**RECORDS SUPPLIED**
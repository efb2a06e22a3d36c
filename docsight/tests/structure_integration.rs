//! Integration tests for document structure extraction.

use docsight::ingest::{DocumentParser, FileFormat, ParserSet, PlainTextParser};
use docsight::structure::{extract_structure, StructureConfig, StructureExtractor};

const REPORT: &str = "\
QUARTERLY REPORT
Revenue grew in every region this quarter.

1. Summary
Sales were strong.
- North: up 12%
- South: up 4%

Section 2 Details
| Region | Q1 | Q2 |
| North  | 10 | 12 |
Closing remarks follow.
";

#[test]
fn test_reference_outline() {
    let structure = extract_structure("CHAPTER ONE\nSome text.\n2. Second heading\nMore text.");

    assert_eq!(structure.headings.len(), 2);
    assert_eq!(structure.headings[0].text, "CHAPTER ONE");
    assert_eq!(structure.headings[0].line_number, 1);
    assert_eq!(structure.headings[1].text, "2. Second heading");
    assert_eq!(structure.headings[1].line_number, 3);
    assert!(structure.headings.iter().all(|h| h.level == 1));

    assert_eq!(structure.sections.len(), 2);
    assert_eq!(structure.sections[0].start_line, 1);
    assert_eq!(structure.sections[0].end_line, 2);
    assert_eq!(structure.sections[0].content, "Some text.\n");
    assert_eq!(structure.sections[1].start_line, 3);
    assert_eq!(structure.sections[1].end_line, 4);
    assert_eq!(structure.sections[1].content, "More text.\n");

    assert_eq!(structure.paragraph_count, 4);
    assert_eq!(structure.word_count, 9);
    assert!(structure.has_lists);
    assert!(!structure.has_tables);
}

#[test]
fn test_pipe_line_marks_tables() {
    let with_table = extract_structure("Intro line\nA | B | C\nmore");
    assert!(with_table.has_tables);

    let single_pipe = extract_structure("either this | or that\nplain text");
    assert!(!single_pipe.has_tables);
}

#[test]
fn test_empty_text() {
    let structure = extract_structure("");
    assert!(structure.headings.is_empty());
    assert!(structure.sections.is_empty());
    assert_eq!(structure.paragraph_count, 0);
    assert_eq!(structure.word_count, 0);
    assert!(!structure.has_lists);
    assert!(!structure.has_tables);

    let blank = extract_structure("\n  \n\t\n");
    assert_eq!(blank.paragraph_count, 0);
    assert_eq!(blank.word_count, 0);
}

#[test]
fn test_report_outline() {
    let structure = extract_structure(REPORT);

    let titles: Vec<&str> = structure.headings.iter().map(|h| h.text.as_str()).collect();
    assert_eq!(titles, ["QUARTERLY REPORT", "1. Summary", "Section 2 Details"]);
    assert_eq!(structure.sections.len(), 3);
    assert_eq!(structure.sections[1].content, "Sales were strong.\n- North: up 12%\n- South: up 4%\n");
    assert!(structure
        .sections
        .last()
        .unwrap()
        .content
        .ends_with("Closing remarks follow.\n"));
    assert!(structure.has_lists);
    assert!(structure.has_tables);
    assert_eq!(structure.paragraph_count, 10);
}

#[test]
fn test_long_uppercase_line_is_not_a_heading() {
    let shout = "THIS LINE IS WRITTEN IN CAPITALS BUT IT IS FAR TOO LONG TO BE A TITLE";
    let structure = extract_structure(shout);
    assert!(structure.headings.is_empty());
    assert_eq!(structure.paragraph_count, 1);
}

#[test]
fn test_numbered_lines_as_list_items_only() {
    let extractor = StructureExtractor::with_config(StructureConfig::default().numbered_lines_as_headings(false));
    let structure = extractor.extract("CHAPTER ONE\nSome text.\n2. Second item\nMore text.");

    assert_eq!(structure.headings.len(), 1);
    assert_eq!(structure.sections.len(), 1);
    assert_eq!(structure.sections[0].content, "Some text.\n2. Second item\nMore text.\n");
    assert!(structure.has_lists);
}

#[test]
fn test_windows_line_endings() {
    let structure = extract_structure("OVERVIEW\r\nFirst line.\r\nSecond line.\r\n");
    assert_eq!(structure.headings.len(), 1);
    assert_eq!(structure.headings[0].text, "OVERVIEW");
    assert_eq!(structure.paragraph_count, 3);
    assert_eq!(structure.word_count, 5);
}

#[test]
fn test_text_upload_to_structure() {
    let parsers = ParserSet::new();
    let format = FileFormat::for_document("notes.txt", "text/plain").unwrap();
    let extracted = parsers
        .extract_text(format, "\u{feff}PART 1 Setup\nInstall the tools.\n".as_bytes(), "notes.txt")
        .unwrap();

    assert_eq!(extracted.metadata.encoding.as_deref(), Some("utf-8"));
    let structure = extract_structure(&extracted.text);
    assert_eq!(structure.headings[0].text, "PART 1 Setup");
    assert_eq!(structure.word_count, 6);

    let direct = PlainTextParser.extract_text(b"plain").unwrap();
    assert_eq!(direct.text, "plain");
}

#[test]
fn test_structure_serializes_camel_case() {
    let structure = extract_structure("TITLE\nbody");
    let json = serde_json::to_value(&structure).unwrap();

    assert_eq!(json["paragraphCount"], 2);
    assert_eq!(json["wordCount"], 2);
    assert_eq!(json["hasLists"], false);
    assert_eq!(json["headings"][0]["lineNumber"], 1);
    assert_eq!(json["sections"][0]["startLine"], 1);
}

**PROBLEM TO WORK ON**
Report all lines of the data that include the word "tests".

**EXERCISE OUTPUT**
filename docsight/tests/structure_integration.rs
//! Integration tests for document structure extraction.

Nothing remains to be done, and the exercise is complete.